BadVLMDriver

April 29, 2024 · View on GitHub

Physical Backdoor Attack can Jeopardize Driving with Vision-Large-Language Models

Arxiv | Project Page

04/29/2024 update: We release the preprint paper in arxiv, and the code is coming soon!

Abstract

Vision-Large-Language-models(VLMs) have great application prospects in autonomous driving. Despite the ability of VLMs to comprehend and make decisions in complex scenarios, their integration into safety-critical autonomous driving systems poses serious security risks. In this paper, we propose BadVLMDriver, the first backdoor attack against VLMs for autonomous driving that can be launched in practice using physical objects. Unlike existing backdoor attacks against VLMs that rely on digital modifications, BadVLMDriver uses common physical items, such as a red balloon, to induce unsafe actions like sudden acceleration, highlighting a significant real-world threat to autonomous vehicle safety. To execute BadVLMDriver, we develop an automated pipeline utilizing natural language instructions to generate backdoor training samples with embedded malicious behaviors. This approach allows for flexible trigger and behavior selection, enhancing the stealth and practicality of the attack in diverse scenarios. We conduct extensive experiments to evaluate BadVLMDriver for two representative VLMs, five different trigger objects, and two types of malicious backdoor behaviors. BadVLMDriver achieves a 92% attack success rate in inducing a sudden acceleration when coming across a pedestrian holding a red balloon. Thus, BadVLMDriver not only demonstrates a critical security risk but also emphasizes the urgent need for developing robust defense mechanisms to protect against such vulnerabilities in autonomous driving technologies.

Framework

BadVLMDriver includes two main steps. In the first step, we synthesize a small number of backdoor training samples using instruction-guided generative models.

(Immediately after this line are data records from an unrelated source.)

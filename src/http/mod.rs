//! HTTP protocol handling subsystem.
//!
//! # Data Flow
//! ```text
//! TCP connection
//!     → server.rs (Axum setup, middleware)
//!     → request.rs (request ID)
//!     → TargetDescriptor + CustomResponseHandler (handler/)
//!     → sink.rs (assemble response, hand back to Axum)
//!     → Send to client
//! ```

pub mod request;
pub mod server;
pub mod sink;

pub use request::{request_id, MakeRequestUuidV4, X_REQUEST_ID};
pub use server::{AppState, HttpServer};
pub use sink::ChannelSink;
//! Custom response proxy.
//!
//! Every request is answered by the configured response generator instead
//! of being forwarded to an upstream server.
//!
//! ```text
//!   Client Request ──▶ net + http ──▶ CustomResponseHandler ──▶ generator
//!                                            │
//!   Client Response ◀── ChannelSink ◀────────┘
//! ```

use std::path::PathBuf;

use clap::Parser;

use custom_response_proxy::config::load_config;
use custom_response_proxy::lifecycle::Startup;
use custom_response_proxy::observability::logging::init_logging;

#[derive(Parser)]
#[command(name = "custom-response-proxy")]
#[command(about = "HTTP proxy that answers requests from a configured custom response", long_about = None)]
struct Cli {
    /// Path to the TOML configuration file.
    #[arg(short, long, default_value = "proxy.toml")]
    config: PathBuf,

    /// Reload the [response] section when the file changes.
    #[arg(short, long)]
    watch: bool,
}

#[tokio::main]
async fn main() -> Result<(), Box<dyn std::error::Error>> {
    let cli = Cli::parse();
    let config = load_config(&cli.config)?;

    init_logging(&config.observability)?;
    tracing::info!(
        version = env!("CARGO_PKG_VERSION"),
        config = ?cli.config,
        "custom-response-proxy starting"
    );
    tracing::info!(
        bind_address = %config.listener.bind_address,
        max_connections = config.listener.max_connections,
        watch = cli.watch,
        "Configuration loaded"
    );

    Startup {
        config,
        watch: cli.watch.then_some(cli.config),
    }
    .run()
    .await?;

    tracing::info!("Shutdown complete");
    Ok(())
}
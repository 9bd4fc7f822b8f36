//! HTTP server setup and configuration.
//!
//! # Responsibilities
//! - Create the Axum Router with the custom response handler
//! - Wire up middleware (tracing, concurrency limit, request ID)
//! - Resolve the request target and build one handler per request
//! - Run the handler in its own task and wait for its outcome
//! - Map reported failures to error responses

use std::sync::atomic::Ordering;
use std::sync::Arc;
use std::time::Instant;

use axum::{
    body::{Body, Bytes},
    extract::State,
    http::{Request, StatusCode},
    response::{IntoResponse, Response},
    routing::any,
    Router,
};
use tokio::net::TcpListener;
use tokio::sync::broadcast;
use tower::limit::ConcurrencyLimitLayer;
use tower_http::{
    request_id::{PropagateRequestIdLayer, SetRequestIdLayer},
    trace::TraceLayer,
};

use crate::config::ProxyConfig;
use crate::handler::{
    CustomResponseHandler, CustomResponseOptions, HandlerError, ResponseGenerator,
    TargetDescriptor,
};
use crate::http::request::{request_id, MakeRequestUuidV4};
use crate::http::sink::ChannelSink;
use crate::net::{outcome_channel, ConnectionLifecycle, RequestOutcome};
use crate::observability::metrics;

/// Application state injected into handlers.
#[derive(Clone)]
pub struct AppState {
    pub generator: Arc<dyn ResponseGenerator>,
}

/// HTTP front end answering every request with a custom response.
pub struct HttpServer {
    router: Router,
    config: ProxyConfig,
}

impl HttpServer {
    pub fn new(config: ProxyConfig, generator: Arc<dyn ResponseGenerator>) -> Self {
        let router = Self::build_router(&config, AppState { generator });
        Self { router, config }
    }

    /// Build the Axum router with all middleware layers.
    fn build_router(config: &ProxyConfig, state: AppState) -> Router {
        Router::new()
            .route("/{*path}", any(custom_response_handler))
            .route("/", any(custom_response_handler))
            .with_state(state)
            .layer(ConcurrencyLimitLayer::new(config.listener.max_connections))
            .layer(TraceLayer::new_for_http())
            .layer(PropagateRequestIdLayer::x_request_id())
            .layer(SetRequestIdLayer::x_request_id(MakeRequestUuidV4))
    }

    /// Serve until `shutdown` fires.
    pub async fn run(
        self,
        listener: TcpListener,
        mut shutdown: broadcast::Receiver<()>,
    ) -> Result<(), std::io::Error> {
        let addr = listener.local_addr()?;
        tracing::info!(address = %addr, "HTTP server starting");

        axum::serve(listener, self.router)
            .with_graceful_shutdown(async move {
                let _ = shutdown.recv().await;
                tracing::info!("Shutdown signal received");
            })
            .await?;

        tracing::info!("HTTP server stopped");
        Ok(())
    }

    pub fn config(&self) -> &ProxyConfig {
        &self.config
    }
}

async fn custom_response_handler(
    State(state): State<AppState>,
    request: Request<Body>,
) -> Response {
    let start_time = Instant::now();
    let request_id = request_id(request.headers());
    let method = request.method().clone();

    let target = match TargetDescriptor::from_request(&request) {
        Ok(target) => target,
        Err(e) => {
            tracing::warn!(request_id = %request_id, error = %e, "Rejecting request");
            metrics::record_rejected_target();
            return (StatusCode::BAD_REQUEST, "Invalid request target").into_response();
        }
    };

    tracing::debug!(
        request_id = %request_id,
        method = %method,
        url = %target.url(),
        "Generating custom response"
    );

    let (outcome_tx, mut outcomes) = outcome_channel();
    let lifecycle = ConnectionLifecycle::new(request_id.clone(), outcome_tx.clone());
    let connection_id = lifecycle.id();
    // Dropped with this future, which is how a client disconnect shows up.
    let _close_on_drop = lifecycle.close_guard();

    let mut handler = match CustomResponseHandler::new(CustomResponseOptions {
        lifecycle,
        request_method: method,
        response: ChannelSink::new(outcome_tx),
        target,
        custom_response_function: Some(Arc::clone(&state.generator)),
    }) {
        Ok(handler) => handler,
        Err(e) => {
            tracing::error!(request_id = %request_id, error = %e, "Custom response handler misconfigured");
            return failure_response(&e);
        }
    };
    let response_sent = handler.response_sent_flag();

    tokio::spawn(async move {
        let state = handler.run().await;
        metrics::record_custom_response(state, start_time);
    });

    match outcomes.recv().await {
        Some(RequestOutcome::Respond(response)) => response,
        Some(RequestOutcome::Failed(err)) if response_sent.load(Ordering::Acquire) => {
            tracing::warn!(
                connection_id = %connection_id,
                kind = err.kind(),
                "Custom response failed after it was committed, aborting connection"
            );
            aborted_response()
        }
        Some(RequestOutcome::Failed(err)) => {
            tracing::debug!(
                connection_id = %connection_id,
                kind = err.kind(),
                "Answering with error response"
            );
            failure_response(&err)
        }
        None => {
            tracing::error!(connection_id = %connection_id, "Handler stopped without an outcome");
            (StatusCode::INTERNAL_SERVER_ERROR, "Custom response unavailable").into_response()
        }
    }
}

fn failure_response(error: &HandlerError) -> Response {
    match error {
        HandlerError::Transport(_) => {
            (StatusCode::BAD_GATEWAY, "Failed to write custom response").into_response()
        }
        _ => (
            StatusCode::INTERNAL_SERVER_ERROR,
            "Custom response function failed",
        )
            .into_response(),
    }
}

/// Response whose body errors on first poll, so hyper tears the
/// connection down instead of completing an exchange.
fn aborted_response() -> Response {
    let body = futures_util::stream::once(std::future::ready(Err::<Bytes, _>(
        std::io::Error::new(
            std::io::ErrorKind::ConnectionAborted,
            "custom response already committed",
        ),
    )));
    Response::new(Body::from_stream(body))
}

#[cfg(test)]
mod tests {
    use super::*;
    use crate::handler::{from_fn, BoxError, GeneratedResponse, RunState};
    use axum::http::Method;
    use tokio::sync::Notify;
    use tower::ServiceExt;

    fn server(generator: Arc<dyn ResponseGenerator>) -> HttpServer {
        HttpServer::new(ProxyConfig::default(), generator)
    }

    fn request(uri: &str) -> Request<Body> {
        Request::builder()
            .method("PUT")
            .uri(uri)
            .header("Host", "api.example.com")
            .body(Body::empty())
            .unwrap()
    }

    #[tokio::test]
    async fn answers_with_generated_response() {
        let generator = Arc::new(from_fn(|| {
            std::future::ready(Ok(Some(
                GeneratedResponse::new()
                    .with_status(201)
                    .with_body("ok")
                    .with_header("X-Id", "7"),
            )))
        }));
        let response = server(generator).router.oneshot(request("/items")).await.unwrap();

        assert_eq!(response.status(), StatusCode::CREATED);
        assert_eq!(response.headers()["x-id"], "7");
        assert!(response.headers().contains_key("x-request-id"));
        let body = axum::body::to_bytes(response.into_body(), usize::MAX).await.unwrap();
        assert_eq!(&body[..], b"ok");
    }

    #[tokio::test]
    async fn keeps_client_request_id() {
        let generator = Arc::new(from_fn(|| std::future::ready(Ok(Some(GeneratedResponse::new())))));
        let mut req = request("/");
        req.headers_mut()
            .insert("x-request-id", "client-42".parse().unwrap());

        let response = server(generator).router.oneshot(req).await.unwrap();
        assert_eq!(response.headers()["x-request-id"], "client-42");
    }

    #[tokio::test]
    async fn generator_failure_maps_to_500() {
        let generator = Arc::new(from_fn(|| {
            std::future::ready(Err::<Option<GeneratedResponse>, BoxError>("boom".into()))
        }));
        let response = server(generator).router.oneshot(request("/")).await.unwrap();
        assert_eq!(response.status(), StatusCode::INTERNAL_SERVER_ERROR);
    }

    #[tokio::test]
    async fn empty_result_maps_to_500() {
        let generator = Arc::new(from_fn(|| std::future::ready(Ok(None))));
        let response = server(generator).router.oneshot(request("/")).await.unwrap();
        assert_eq!(response.status(), StatusCode::INTERNAL_SERVER_ERROR);
    }

    #[tokio::test]
    async fn missing_host_is_rejected() {
        let generator = Arc::new(from_fn(|| std::future::ready(Ok(Some(GeneratedResponse::new())))));
        let req = Request::builder().uri("/").body(Body::empty()).unwrap();
        let response = server(generator).router.oneshot(req).await.unwrap();
        assert_eq!(response.status(), StatusCode::BAD_REQUEST);
    }

    #[tokio::test]
    async fn failure_after_commit_aborts_instead_of_error_response() {
        let generator = Arc::new(from_fn(|| {
            std::future::ready(Ok(Some(
                GeneratedResponse::new()
                    .with_status(201)
                    .with_body("zz")
                    .with_encoding("hex"),
            )))
        }));
        let response = server(generator).router.oneshot(request("/")).await.unwrap();

        assert_ne!(response.status(), StatusCode::INTERNAL_SERVER_ERROR);
        assert!(axum::body::to_bytes(response.into_body(), usize::MAX)
            .await
            .is_err());
    }

    #[tokio::test]
    async fn client_disconnect_while_generating_abandons_request() {
        let started = Arc::new(Notify::new());
        let release = Arc::new(Notify::new());
        let (on_start, gate) = (Arc::clone(&started), Arc::clone(&release));
        let generator: Arc<dyn ResponseGenerator> = Arc::new(from_fn(move || {
            let (on_start, gate) = (Arc::clone(&on_start), Arc::clone(&gate));
            async move {
                on_start.notify_one();
                gate.notified().await;
                Ok::<_, BoxError>(Some(GeneratedResponse::new().with_body("late")))
            }
        }));

        let (outcome_tx, mut outcomes) = outcome_channel();
        let lifecycle = ConnectionLifecycle::new("req-disconnect", outcome_tx.clone());
        let close_guard = lifecycle.close_guard();
        let mut handler = CustomResponseHandler::new(CustomResponseOptions {
            lifecycle,
            request_method: Method::GET,
            response: ChannelSink::new(outcome_tx),
            target: TargetDescriptor::parse(&"http://api.example.com/".parse().unwrap(), None)
                .unwrap(),
            custom_response_function: Some(generator),
        })
        .unwrap();
        let response_sent = handler.response_sent_flag();
        let task = tokio::spawn(async move { handler.run().await });

        started.notified().await;
        drop(close_guard);
        release.notify_one();

        assert_eq!(task.await.unwrap(), RunState::Abandoned);
        assert!(outcomes.recv().await.is_none());
        assert!(!response_sent.load(Ordering::SeqCst));
    }
}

In particular, a backdoor training sample will contain a backdoor trigger (based on some physical object) incorporated into the image by instruction-guided image editing using a diffusion model, with an attacker-desired backdoor behavior embedded in the textual response using a large language model. Then, in the second step, the victim VLM is visual-instruction tuned on the generated backdoor training samples and their benign ‘replays’ using a blended loss.

Citation

@article{ni2024physical,
    title={Physical Backdoor Attack can Jeopardize Driving with Vision-Large-Language Models},
    author={Ni, Zhenyang and Ye, Rui and Wei, Yuxi and Xiang, Zhen and Wang, Yanfeng and Chen, Siheng},
    journal={arXiv preprint arXiv:2404.12916},
    year={2024}
}

Todo

  • Code release
  • Data and model release